President Trump’s History With Birthright Citizenship

Trump rose to political prominence—and infamy—in 2011, after claiming that President Obama was born in Kenya and ineligible for the presidency. He was perhaps the loudest high-profile figure to tout the racist “birther” conspiracy theory at the time and continued to push “birtherism” well into 2015.

It’s easy to draw a comparison between his claims about Obama then and Harris now. But Trump hasn’t limited his apparent disdain for birthright citizenship to these fringe theories.

The Trump administration threatened to abolish birthright citizenship by executive order in 2018. The president claimed he would end birthright citizenship by executive order to prevent the children of undocumented immigrants from becoming U.S. citizens. The executive order, however, was never issued.
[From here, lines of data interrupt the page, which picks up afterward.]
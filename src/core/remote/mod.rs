//! Remote client abstraction.
//!
//! The remote vault is reached through an already-authenticated client.
//! Session establishment and payload encryption happen inside the client;
//! reconcilers only see plain entities and the operations below.
//!
//! ## Adding a New Client
//!
//! 1. Implement the `Remote` trait
//! 2. Map the client's "does not exist" responses to `RemoteError::NotFound`
//! 3. Hand it to `Provider::new` or `Provider::connect`

use chrono::{DateTime, Utc};
use zeroize::Zeroizing;

use crate::core::types::{FolderId, GroupId, ResourceId, UserId};
use crate::error::RemoteError;

mod memory;

pub use memory::{Call, MemoryRemote};

/// Result of a single remote call.
pub type RemoteResult<T> = std::result::Result<T, RemoteError>;

/// The kind of principal a permission applies to.
#[derive(Debug, Clone, Copy, PartialEq, Eq, Hash)]
pub enum Aro {
    User,
    Group,
}

/// A permission entry on a folder or credential record.
#[derive(Debug, Clone, PartialEq, Eq)]
pub struct RemotePermission {
    pub aro: Aro,
    pub aro_foreign_key: String,
    pub level: i32,
}

/// A requested permission change; `level == -1` revokes.
#[derive(Debug, Clone, PartialEq, Eq)]
pub struct Share {
    pub aro: Aro,
    pub aro_id: String,
    pub level: i32,
}

impl Share {
    /// Share with a group at the given level.
    pub fn group(group_id: impl Into<String>, level: i32) -> Self {
        Self {
            aro: Aro::Group,
            aro_id: group_id.into(),
            level,
        }
    }
}

/// A folder as listed by the remote system.
#[derive(Debug, Clone)]
pub struct RemoteFolder {
    pub id: FolderId,
    pub name: String,
    pub folder_parent_id: Option<FolderId>,
    pub personal: bool,
    pub created: DateTime<Utc>,
    pub modified: DateTime<Utc>,
    pub created_by: UserId,
    pub modified_by: UserId,
    /// Only populated when listed with permissions.
    pub permissions: Vec<RemotePermission>,
}

/// Fields for a new folder.
#[derive(Debug, Clone)]
pub struct NewFolder {
    pub name: String,
    pub folder_parent_id: Option<FolderId>,
    pub personal: bool,
}

/// A credential record with its decrypted secret.
#[derive(Clone)]
pub struct RemoteResource {
    pub id: ResourceId,
    pub name: String,
    pub username: String,
    pub uri: String,
    pub description: String,
    pub folder_parent_id: Option<FolderId>,
    /// `None` when the remote withholds the secret.
    pub secret: Option<Zeroizing<String>>,
}

impl std::fmt::Debug for RemoteResource {
    fn fmt(&self, f: &mut std::fmt::Formatter<'_>) -> std::fmt::Result {
        f.debug_struct("RemoteResource")
            .field("id", &self.id)
            .field("name", &self.name)
            .field("username", &self.username)
            .field("uri", &self.uri)
            .field("folder_parent_id", &self.folder_parent_id)
            .field("secret", &self.secret.as_ref().map(|_| "<redacted>"))
            .finish()
    }
}

/// Fields for a new credential record.
#[derive(Clone)]
pub struct NewResource {
    pub name: String,
    pub username: String,
    pub uri: String,
    pub description: String,
    pub folder_parent_id: Option<FolderId>,
    pub secret: Zeroizing<String>,
}

impl std::fmt::Debug for NewResource {
    fn fmt(&self, f: &mut std::fmt::Formatter<'_>) -> std::fmt::Result {
        f.debug_struct("NewResource")
            .field("name", &self.name)
            .field("username", &self.username)
            .field("uri", &self.uri)
            .field("folder_parent_id", &self.folder_parent_id)
            .finish_non_exhaustive()
    }
}

/// A membership entry of a group.
#[derive(Debug, Clone, PartialEq, Eq)]
pub struct RemoteMembership {
    pub user_id: UserId,
    pub is_manager: bool,
}

/// A group with its memberships.
#[derive(Debug, Clone)]
pub struct RemoteGroup {
    pub id: GroupId,
    pub name: String,
    pub memberships: Vec<RemoteMembership>,
}

/// One change to a group's membership.
#[derive(Debug, Clone, PartialEq, Eq)]
pub enum MembershipOp {
    /// Add the user, or set the manager flag of an existing member.
    Set { user_id: UserId, is_manager: bool },
    /// Remove the user from the group.
    Remove { user_id: UserId },
}

impl MembershipOp {
    pub fn user_id(&self) -> &str {
        match self {
            Self::Set { user_id, .. } | Self::Remove { user_id } => user_id,
        }
    }
}

/// A user account.
#[derive(Debug, Clone)]
pub struct RemoteUser {
    pub id: UserId,
    pub username: String,
    pub first_name: String,
    pub last_name: String,
    pub role: String,
}

/// Fields for a new user account.
#[derive(Debug, Clone)]
pub struct NewUser {
    pub username: String,
    pub first_name: String,
    pub last_name: String,
    pub role: String,
}

/// Authenticated remote vault client.
///
/// Every call is a suspension point that may fail with a transport,
/// authorization or cancellation error; implementations surface those as
/// `RemoteError` and never retry on the caller's behalf.
pub trait Remote {
    /// List every folder visible to the session.
    fn list_folders(&self, with_permissions: bool) -> RemoteResult<Vec<RemoteFolder>>;

    fn create_folder(&self, folder: &NewFolder) -> RemoteResult<RemoteFolder>;

    /// Rename a folder.
    fn update_folder(&self, id: &str, name: &str) -> RemoteResult<RemoteFolder>;

    /// Move a folder under `parent`, or to the top level when `None`.
    fn move_folder(&self, id: &str, parent: Option<&str>) -> RemoteResult<()>;

    fn delete_folder(&self, id: &str) -> RemoteResult<()>;

    /// Set grantee levels on a folder. A share at level `-1` revokes.
    fn share_folder(&self, id: &str, shares: &[Share]) -> RemoteResult<()>;

    /// Fetch a credential record by id.
    fn get_resource(&self, id: &str) -> RemoteResult<RemoteResource>;

    fn create_resource(&self, resource: &NewResource) -> RemoteResult<RemoteResource>;

    /// Move a credential record into `folder`, or to the top level when `None`.
    fn move_resource(&self, id: &str, folder: Option<&str>) -> RemoteResult<()>;

    fn share_resource(&self, id: &str, shares: &[Share]) -> RemoteResult<()>;

    fn delete_resource(&self, id: &str) -> RemoteResult<()>;

    fn list_groups(&self) -> RemoteResult<Vec<RemoteGroup>>;

    fn get_group(&self, id: &str) -> RemoteResult<RemoteGroup>;

    fn create_group(&self, name: &str, ops: &[MembershipOp]) -> RemoteResult<RemoteGroup>;

    fn update_group(&self, id: &str, name: &str, ops: &[MembershipOp]) -> RemoteResult<RemoteGroup>;

    fn delete_group(&self, id: &str) -> RemoteResult<()>;

    /// List users, optionally filtered by a free-text search.
    fn list_users(&self, search: Option<&str>) -> RemoteResult<Vec<RemoteUser>>;

    fn create_user(&self, user: &NewUser) -> RemoteResult<RemoteUser>;

    /// Overwrite role and profile of a user.
    fn update_user(
        &self,
        id: &str,
        role: &str,
        first_name: &str,
        last_name: &str,
    ) -> RemoteResult<RemoteUser>;

    fn delete_user(&self, id: &str) -> RemoteResult<()>;
}

impl<R: Remote + ?Sized> Remote for &R {
    fn list_folders(&self, with_permissions: bool) -> RemoteResult<Vec<RemoteFolder>> {
        (**self).list_folders(with_permissions)
    }

    fn create_folder(&self, folder: &NewFolder) -> RemoteResult<RemoteFolder> {
        (**self).create_folder(folder)
    }

    fn update_folder(&self, id: &str, name: &str) -> RemoteResult<RemoteFolder> {
        (**self).update_folder(id, name)
    }

    fn move_folder(&self, id: &str, parent: Option<&str>) -> RemoteResult<()> {
        (**self).move_folder(id, parent)
    }

    fn delete_folder(&self, id: &str) -> RemoteResult<()> {
        (**self).delete_folder(id)
    }

    fn share_folder(&self, id: &str, shares: &[Share]) -> RemoteResult<()> {
        (**self).share_folder(id, shares)
    }

    fn get_resource(&self, id: &str) -> RemoteResult<RemoteResource> {
        (**self).get_resource(id)
    }

    fn create_resource(&self, resource: &NewResource) -> RemoteResult<RemoteResource> {
        (**self).create_resource(resource)
    }

    fn move_resource(&self, id: &str, folder: Option<&str>) -> RemoteResult<()> {
        (**self).move_resource(id, folder)
    }

    fn share_resource(&self, id: &str, shares: &[Share]) -> RemoteResult<()> {
        (**self).share_resource(id, shares)
    }

    fn delete_resource(&self, id: &str) -> RemoteResult<()> {
        (**self).delete_resource(id)
    }

    fn list_groups(&self) -> RemoteResult<Vec<RemoteGroup>> {
        (**self).list_groups()
    }

    fn get_group(&self, id: &str) -> RemoteResult<RemoteGroup> {
        (**self).get_group(id)
    }

    fn create_group(&self, name: &str, ops: &[MembershipOp]) -> RemoteResult<RemoteGroup> {
        (**self).create_group(name, ops)
    }

    fn update_group(
        &self,
        id: &str,
        name: &str,
        ops: &[MembershipOp],
    ) -> RemoteResult<RemoteGroup> {
        (**self).update_group(id, name, ops)
    }

    fn delete_group(&self, id: &str) -> RemoteResult<()> {
        (**self).delete_group(id)
    }

    fn list_users(&self, search: Option<&str>) -> RemoteResult<Vec<RemoteUser>> {
        (**self).list_users(search)
    }

    fn create_user(&self, user: &NewUser) -> RemoteResult<RemoteUser> {
        (**self).create_user(user)
    }

    fn update_user(
        &self,
        id: &str,
        role: &str,
        first_name: &str,
        last_name: &str,
    ) -> RemoteResult<RemoteUser> {
        (**self).update_user(id, role, first_name, last_name)
    }

    fn delete_user(&self, id: &str) -> RemoteResult<()> {
        (**self).delete_user(id)
    }
}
In August 2019, the Trump administration attacked birthright citizenship again. The administration released a policy that changed the way “U.S. residency” was defined for U.S. military members and government employees living overseas.

The policy announcement followed remarks from Trump that birthright citizenship was a “magnet” for undocumented immigration.

Under this change, children born abroad to U.S.-citizen servicemembers would not receive automatic citizenship. The policy received bipartisan backlash and got overturned by the passage of a law in March 2020.

The history of birthright citizenship shows that it can be weaponized to deny rights based on race and immigration status. The suggestion that Senator Harris cannot be vice president is a revival of this dangerous thinking. We cannot let this ideology take hold again in our country.